KM: After McGill, my dad found his way to University of Toronto, where he studied civil engineering, graduating in the late 30s. I think he worked for some time before he went to university. It was in Toronto that he met my mother, who was from Niagara Falls. They married in 1940, and moved to Nova Scotia, via Prince Edward island. My dad served in the Royal Air Force in the War, as a squadron Leader, who taught calculus to pilots. He spent his work life as a self-employed civil engineer, a profession which he loved.
WAH: Do you remember when you first learned that your father was one of the students in the dressing room on Oct. 22, 1926, when Houdini was punched?
Jack Price sat center on Oct. 22.
KM: I learned about it from Donald Bell, who was researching and writing a book called The Man Who Killed Houdini.
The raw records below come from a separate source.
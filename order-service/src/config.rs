//! Configuration management for the order service.
//!
//! Loads configuration from environment variables (optionally seeded from a
//! `.env` file by the binary). The gateway key id and secret are required;
//! everything else has a default.

use openroot_razorpay::{KeySecret, DEFAULT_API_URL};
use std::env;
use std::time::Duration;
use thiserror::Error;

/// Default listen port
pub const DEFAULT_PORT: u16 = 5000;

/// Default bind address
pub const DEFAULT_HOST: &str = "0.0.0.0";

/// Default outbound gateway timeout in seconds
pub const DEFAULT_TIMEOUT_SECS: u64 = 10;

/// Default receipt prefix
pub const DEFAULT_RECEIPT_PREFIX: &str = "openroot";

/// Configuration errors
#[derive(Debug, Error, PartialEq, Eq)]
pub enum ConfigError {
    /// A required variable is unset or empty
    #[error("Missing required environment variable {0}")]
    Missing(&'static str),

    /// A variable is set but cannot be parsed
    #[error("Invalid value for {name}: {value:?}")]
    Invalid {
        /// Variable name
        name: &'static str,
        /// Raw value
        value: String,
    },
}

/// Application configuration loaded from environment variables.
#[derive(Debug, Clone)]
pub struct Config {
    /// HTTP server configuration
    pub server: ServerConfig,
    /// Gateway credentials and endpoint
    pub razorpay: RazorpayConfig,
    /// Order minting options
    pub order: OrderConfig,
}

/// Server configuration
#[derive(Debug, Clone, PartialEq, Eq)]
pub struct ServerConfig {
    /// Host to bind to
    pub host: String,
    /// Port to bind to
    pub port: u16,
}

/// Razorpay configuration
#[derive(Debug, Clone)]
pub struct RazorpayConfig {
    /// Public key id
    pub key_id: String,
    /// Key secret (never logged)
    pub key_secret: KeySecret,
    /// API base URL
    pub api_url: String,
    /// Timeout for each outbound request
    pub timeout: Duration,
}

/// Order options
#[derive(Debug, Clone, PartialEq, Eq)]
pub struct OrderConfig {
    /// Receipts are `"<prefix>_<unix millis>"`
    pub receipt_prefix: String,
}

impl Config {
    /// Load configuration from the process environment.
    ///
    /// # Errors
    ///
    /// Returns [`ConfigError`] if a required variable is missing or a value
    /// cannot be parsed.
    pub fn from_env() -> Result<Self, ConfigError> {
        Self::from_lookup(|name| env::var(name).ok())
    }

    /// Load configuration through an arbitrary variable lookup.
    ///
    /// # Errors
    ///
    /// Returns [`ConfigError`] if a required variable is missing or a value
    /// cannot be parsed.
    pub fn from_lookup<F>(lookup: F) -> Result<Self, ConfigError>
    where
        F: Fn(&str) -> Option<String>,
    {
        let required = |name: &'static str| {
            lookup(name)
                .filter(|value| !value.trim().is_empty())
                .ok_or(ConfigError::Missing(name))
        };
        let optional = |name: &'static str, default: &str| {
            lookup(name)
                .filter(|value| !value.trim().is_empty())
                .unwrap_or_else(|| default.to_string())
        };

        let port = parse_or(&lookup, "PORT", DEFAULT_PORT)?;
        let timeout_secs = parse_or(&lookup, "RAZORPAY_TIMEOUT_SECS", DEFAULT_TIMEOUT_SECS)?;
        if timeout_secs == 0 {
            return Err(ConfigError::Invalid {
                name: "RAZORPAY_TIMEOUT_SECS",
                value: "0".to_string(),
            });
        }

        Ok(Self {
            server: ServerConfig {
                host: optional("HOST", DEFAULT_HOST),
                port,
            },
            razorpay: RazorpayConfig {
                key_id: required("RAZORPAY_KEY_ID")?,
                key_secret: KeySecret::new(required("RAZORPAY_KEY_SECRET")?),
                api_url: optional("RAZORPAY_API_URL", DEFAULT_API_URL),
                timeout: Duration::from_secs(timeout_secs),
            },
            order: OrderConfig {
                receipt_prefix: optional("RECEIPT_PREFIX", DEFAULT_RECEIPT_PREFIX),
            },
        })
    }

    /// Socket address string the server binds to
    #[must_use]
    pub fn bind_address(&self) -> String {
        format!("{}:{}", self.server.host, self.server.port)
    }
}

fn parse_or<F, T>(lookup: &F, name: &'static str, default: T) -> Result<T, ConfigError>
where
    F: Fn(&str) -> Option<String>,
    T: std::str::FromStr,
{
    match lookup(name) {
        Some(raw) if !raw.trim().is_empty() => raw.trim().parse().map_err(|_| ConfigError::Invalid {
            name,
            value: raw,
        }),
        _ => Ok(default),
    }
}

#[cfg(test)]
#[allow(clippy::unwrap_used)]
mod tests {
    use super::*;
    use std::collections::HashMap;

    fn lookup_from(pairs: &[(&str, &str)]) -> impl Fn(&str) -> Option<String> {
        let vars: HashMap<String, String> = pairs
            .iter()
            .map(|(k, v)| ((*k).to_string(), (*v).to_string()))
            .collect();
        move |name| vars.get(name).cloned()
    }

    #[test]
    fn defaults_apply_when_only_keys_are_set() {
        let config = Config::from_lookup(lookup_from(&[
            ("RAZORPAY_KEY_ID", "rzp_test_key"),
            ("RAZORPAY_KEY_SECRET", "testsecret"),
        ]))
        .unwrap();

        assert_eq!(config.server.port, 5000);
        assert_eq!(config.server.host, "0.0.0.0");
        assert_eq!(config.bind_address(), "0.0.0.0:5000");
        assert_eq!(config.razorpay.key_id, "rzp_test_key");
        assert_eq!(config.razorpay.key_secret.expose(), "testsecret");
        assert_eq!(config.razorpay.api_url, "https://api.razorpay.com/v1");
        assert_eq!(config.razorpay.timeout, Duration::from_secs(10));
        assert_eq!(config.order.receipt_prefix, "openroot");
    }

    #[test]
    fn overrides_are_honoured() {
        let config = Config::from_lookup(lookup_from(&[
            ("RAZORPAY_KEY_ID", "rzp_live_key"),
            ("RAZORPAY_KEY_SECRET", "s3cret"),
            ("PORT", "8080"),
            ("HOST", "127.0.0.1"),
            ("RAZORPAY_API_URL", "http://localhost:9999/v1"),
            ("RAZORPAY_TIMEOUT_SECS", "3"),
            ("RECEIPT_PREFIX", "classes"),
        ]))
        .unwrap();

        assert_eq!(config.bind_address(), "127.0.0.1:8080");
        assert_eq!(config.razorpay.api_url, "http://localhost:9999/v1");
        assert_eq!(config.razorpay.timeout, Duration::from_secs(3));
        assert_eq!(config.order.receipt_prefix, "classes");
    }

    #[test]
    fn missing_key_id_is_an_error() {
        let result = Config::from_lookup(lookup_from(&[("RAZORPAY_KEY_SECRET", "testsecret")]));
        assert_eq!(result.unwrap_err(), ConfigError::Missing("RAZORPAY_KEY_ID"));
    }

    #[test]
    fn empty_secret_counts_as_missing() {
        let result = Config::from_lookup(lookup_from(&[
            ("RAZORPAY_KEY_ID", "rzp_test_key"),
            ("RAZORPAY_KEY_SECRET", "  "),
        ]));
        assert_eq!(result.unwrap_err(), ConfigError::Missing("RAZORPAY_KEY_SECRET"));
    }

    #[test]
    fn unparsable_port_is_an_error() {
        let result = Config::from_lookup(lookup_from(&[
            ("RAZORPAY_KEY_ID", "rzp_test_key"),
            ("RAZORPAY_KEY_SECRET", "testsecret"),
            ("PORT", "fifty"),
        ]));
        assert_eq!(
            result.unwrap_err(),
            ConfigError::Invalid {
                name: "PORT",
                value: "fifty".to_string()
            }
        );
    }

    #[test]
    fn zero_timeout_is_rejected() {
        let result = Config::from_lookup(lookup_from(&[
            ("RAZORPAY_KEY_ID", "rzp_test_key"),
            ("RAZORPAY_KEY_SECRET", "testsecret"),
            ("RAZORPAY_TIMEOUT_SECS", "0"),
        ]));
        assert!(matches!(
            result,
            Err(ConfigError::Invalid { name: "RAZORPAY_TIMEOUT_SECS", .. })
        ));
    }

    #[test]
    fn debug_output_hides_secret() {
        let config = Config::from_lookup(lookup_from(&[
            ("RAZORPAY_KEY_ID", "rzp_test_key"),
            ("RAZORPAY_KEY_SECRET", "do-not-print-me"),
        ]))
        .unwrap();

        assert!(!format!("{config:?}").contains("do-not-print-me"));
    }
}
He contacted me as he had been trying to find my dad without success. He had gone to the UK, and found my dad's sisters who were still living in Blackpool and Preston, in the North of England. He found them through the local Synagogue, which was also how I learned that my dad was Jewish. Someone told him there, that my dad had a daughter in Halifax, and as Halifax is a small place, he found me without too much difficulty. I think it was sometime in 1992.
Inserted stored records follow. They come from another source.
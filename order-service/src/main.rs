//! Openroot order service binary.
//!
//! Reads configuration from the environment (and `.env` when present),
//! then serves the order API until Ctrl+C or SIGTERM.

use openroot_order_service::{build_router, AppState, Config, OrderService};
use tokio::signal;
use tracing::{error, info};
use tracing_subscriber::{layer::SubscriberExt, util::SubscriberInitExt};

/// Log filter used when `RUST_LOG` is unset
const DEFAULT_LOG_FILTER: &str = "openroot_order_service=info,tower_http=info";

#[tokio::main]
async fn main() -> Result<(), Box<dyn std::error::Error>> {
    // A missing .env file is fine; real environments set variables directly
    let dotenv = dotenvy::dotenv();

    tracing_subscriber::registry()
        .with(
            tracing_subscriber::EnvFilter::try_from_default_env()
                .unwrap_or_else(|_| DEFAULT_LOG_FILTER.into()),
        )
        .with(tracing_subscriber::fmt::layer())
        .init();

    if let Ok(path) = dotenv {
        info!(path = %path.display(), "Loaded environment file");
    }

    let config = Config::from_env().inspect_err(|e| error!(error = %e, "Invalid configuration"))?;
    info!(
        key_id = %config.razorpay.key_id,
        api_url = %config.razorpay.api_url,
        timeout_secs = config.razorpay.timeout.as_secs(),
        "Configuration loaded"
    );

    let service = OrderService::from_config(&config)?;
    let app = build_router(AppState::new(service));

    let addr = config.bind_address();
    let listener = tokio::net::TcpListener::bind(&addr).await?;
    info!("Server listening on {}", addr);

    axum::serve(listener, app)
        .with_graceful_shutdown(shutdown_signal())
        .await?;

    info!("Server stopped");
    Ok(())
}

/// Wait for Ctrl+C (SIGINT) or SIGTERM.
async fn shutdown_signal() {
    let ctrl_c = async {
        if let Err(e) = signal::ctrl_c().await {
            error!(error = %e, "Failed to install Ctrl+C handler");
            std::future::pending::<()>().await;
        }
    };

    #[cfg(unix)]
    let terminate = async {
        match signal::unix::signal(signal::unix::SignalKind::terminate()) {
            Ok(mut sigterm) => {
                sigterm.recv().await;
            },
            Err(e) => {
                error!(error = %e, "Failed to install SIGTERM handler");
                std::future::pending::<()>().await;
            },
        }
    };

    #[cfg(not(unix))]
    let terminate = std::future::pending::<()>();

    tokio::select! {
        () = ctrl_c => {
            info!("Received Ctrl+C signal, shutting down gracefully...");
        },
        () = terminate => {
            info!("Received SIGTERM signal, shutting down gracefully...");
        },
    }
}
WAH: Do you remember exactly what your father told you about that day?
KM: I asked my dad about the incident, and the first thing he said was 'I didn't do anything wrong'. I think back on that now, and realize that there may have been a lot of questions around exactly what happened, and he was very cautious. He did tell me a little about it, just as the incident has been reported.
WAH: Did your father ever hint that he thought J. Gordon Whitehead deliberately tried to injure Houdini that day?
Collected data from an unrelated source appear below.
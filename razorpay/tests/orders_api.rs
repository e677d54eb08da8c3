//! HTTP-level tests for the orders client against a mock gateway

#![allow(clippy::unwrap_used, clippy::expect_used, clippy::panic)]

use openroot_razorpay::{
    CreateOrderRequest, KeySecret, OrderGateway, RazorpayClient, RazorpayError,
};
use serde_json::json;
use std::time::Duration;
use wiremock::matchers::{body_json, header, method, path};
use wiremock::{Mock, MockServer, ResponseTemplate};

// base64("rzp_test_key:testsecret")
const BASIC_AUTH: &str = "Basic cnpwX3Rlc3Rfa2V5OnRlc3RzZWNyZXQ=";

fn client_for(server: &MockServer, timeout: Duration) -> RazorpayClient {
    RazorpayClient::new(
        "rzp_test_key",
        KeySecret::new("testsecret"),
        format!("{}/v1", server.uri()),
        timeout,
    )
    .unwrap()
}

fn gateway_order() -> serde_json::Value {
    json!({
        "id": "order_abc",
        "entity": "order",
        "amount": 176_900,
        "amount_paid": 0,
        "amount_due": 176_900,
        "currency": "INR",
        "receipt": "openroot_1735689600000",
        "status": "created",
        "attempts": 0,
        "created_at": 1_735_689_600
    })
}

#[tokio::test]
async fn creates_order_with_basic_auth_and_json_body() {
    let server = MockServer::start().await;
    Mock::given(method("POST"))
        .and(path("/v1/orders"))
        .and(header("authorization", BASIC_AUTH))
        .and(body_json(json!({
            "amount": 176_900,
            "currency": "INR",
            "receipt": "openroot_1735689600000"
        })))
        .respond_with(ResponseTemplate::new(200).set_body_json(gateway_order()))
        .expect(1)
        .mount(&server)
        .await;

    let client = client_for(&server, Duration::from_secs(5));
    let order = client
        .create_order(&CreateOrderRequest::new(176_900, "INR", "openroot_1735689600000"))
        .await
        .unwrap();

    assert_eq!(order.id, "order_abc");
    assert_eq!(order.amount, 176_900);
    assert_eq!(serde_json::to_value(&order).unwrap(), gateway_order());
}

#[tokio::test]
async fn gateway_trait_delegates_to_client() {
    let server = MockServer::start().await;
    Mock::given(method("POST"))
        .and(path("/v1/orders"))
        .respond_with(ResponseTemplate::new(200).set_body_json(gateway_order()))
        .mount(&server)
        .await;

    let gateway: std::sync::Arc<dyn OrderGateway> =
        std::sync::Arc::new(client_for(&server, Duration::from_secs(5)));
    let order = gateway
        .create_order(CreateOrderRequest::new(176_900, "INR", "openroot_1"))
        .await
        .unwrap();

    assert_eq!(order.id, "order_abc");
}

#[tokio::test]
async fn maps_unauthorized() {
    let server = MockServer::start().await;
    Mock::given(method("POST"))
        .and(path("/v1/orders"))
        .respond_with(ResponseTemplate::new(401).set_body_json(json!({
            "error": {"code": "BAD_REQUEST_ERROR", "description": "Authentication failed"}
        })))
        .mount(&server)
        .await;

    let result = client_for(&server, Duration::from_secs(5))
        .create_order(&CreateOrderRequest::new(100, "INR", "openroot_1"))
        .await;

    assert!(matches!(result, Err(RazorpayError::Unauthorized)));
}

#[tokio::test]
async fn maps_rate_limit() {
    let server = MockServer::start().await;
    Mock::given(method("POST"))
        .respond_with(ResponseTemplate::new(429))
        .mount(&server)
        .await;

    let result = client_for(&server, Duration::from_secs(5))
        .create_order(&CreateOrderRequest::new(100, "INR", "openroot_1"))
        .await;

    assert!(matches!(result, Err(RazorpayError::RateLimited)));
}

#[tokio::test]
async fn maps_other_status_to_api_error_with_body() {
    let server = MockServer::start().await;
    Mock::given(method("POST"))
        .respond_with(ResponseTemplate::new(400).set_body_string("amount must be at least 100"))
        .mount(&server)
        .await;

    let result = client_for(&server, Duration::from_secs(5))
        .create_order(&CreateOrderRequest::new(1, "INR", "openroot_1"))
        .await;

    match result {
        Err(RazorpayError::ApiError { status, message }) => {
            assert_eq!(status, 400);
            assert_eq!(message, "amount must be at least 100");
        },
        other => panic!("expected API error, got {other:?}"),
    }
}

#[tokio::test]
async fn success_without_order_shape_is_a_parse_failure() {
    let server = MockServer::start().await;
    Mock::given(method("POST"))
        .respond_with(ResponseTemplate::new(200).set_body_json(json!({"unexpected": true})))
        .mount(&server)
        .await;

    let result = client_for(&server, Duration::from_secs(5))
        .create_order(&CreateOrderRequest::new(100, "INR", "openroot_1"))
        .await;

    assert!(matches!(result, Err(RazorpayError::ResponseParseFailed(_))));
}

#[tokio::test]
async fn slow_gateway_times_out() {
    let server = MockServer::start().await;
    Mock::given(method("POST"))
        .respond_with(
            ResponseTemplate::new(200)
                .set_body_json(gateway_order())
                .set_delay(Duration::from_millis(500)),
        )
        .mount(&server)
        .await;

    let result = client_for(&server, Duration::from_millis(50))
        .create_order(&CreateOrderRequest::new(100, "INR", "openroot_1"))
        .await;

    assert!(matches!(result, Err(RazorpayError::Timeout)));
}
KM: WE didn't discuss it. At the time, I didn't know enough about the story to ask those questions.
WAH: Some think that Houdini's lawyer, Bernard Ernst, manipulated the details of the dressing room incident to aid his insurance claim for an accidental death. Did your father ever say anything about being manipulated or that his affidavit wasn't the full truth of what happened?
KM: No, he didn't. We didn't get to chat about it again. My mom died shortly thereafter and my dad within a few months. He was also a very private man all his life.
WAH: Did you know if your father went to see Houdini's lecture at McGill, or if he had ever seen Houdini perform on stage?
KM: I think he had. I think he was interested in meeting him, and so was happy to go backstage with his friend, Sam Smilovich.
WAH: Did your father stay in contact with Sam Smilovich after college? Did you know Sam?
Sam Smilovich in 1994.
KM: I don't know for sure; however when I spoke with him, I remember his being aware of what had happened with Sam following their time together, so they must have done in some way, perhaps not directly.
WAH: Did your father ever tell you what happened to the sketch Sam did of Houdini that day in the dressing room?
KM: No- wouldn't it be wonderful to see!
WAH: Did your father talk about the dressing room incident in public? Was it general knowledge among his friends that he was one of the eyewitnesses to the punch that may have killed Houdini?
KM: Absolutely not! He was reluctant to talk about it even with me. And when Don Bell called him following my conversation with him, my dad told him he didn't want to discuss it. No one knew. My mother was unaware even, until I told her.
WAH: Finally, how was the seance in Nova Scotia? Any strange phenomena occur?
KM: The séance in Nova Scotia was a wonderful experience from start to finish. I felt very pleased to be there and really enjoyed meeting all the people who are so interested in and knowledgeable about Houdini. I'm not sure whether we actually heard anything, as our medium was unable to play back the tape very clearly. He (the medium) said that he could hear chains clanging- whether Houdini's or those of a ghost purported to live in the Citadel where the séance was held. My most enduring thought about the séance is that I really felt it connected me with my dad, who died in 1993. I especially appreciated the opportunity to say a few words about him.
Please join me in thanking Dr. Karen Mann for sharing her recollections of her father with all of us here at WILD ABOUT HARRY.
Photos from The Man Who Killed Houdini by Don Bell. Also thanks to Bruce MacNab for making this possible.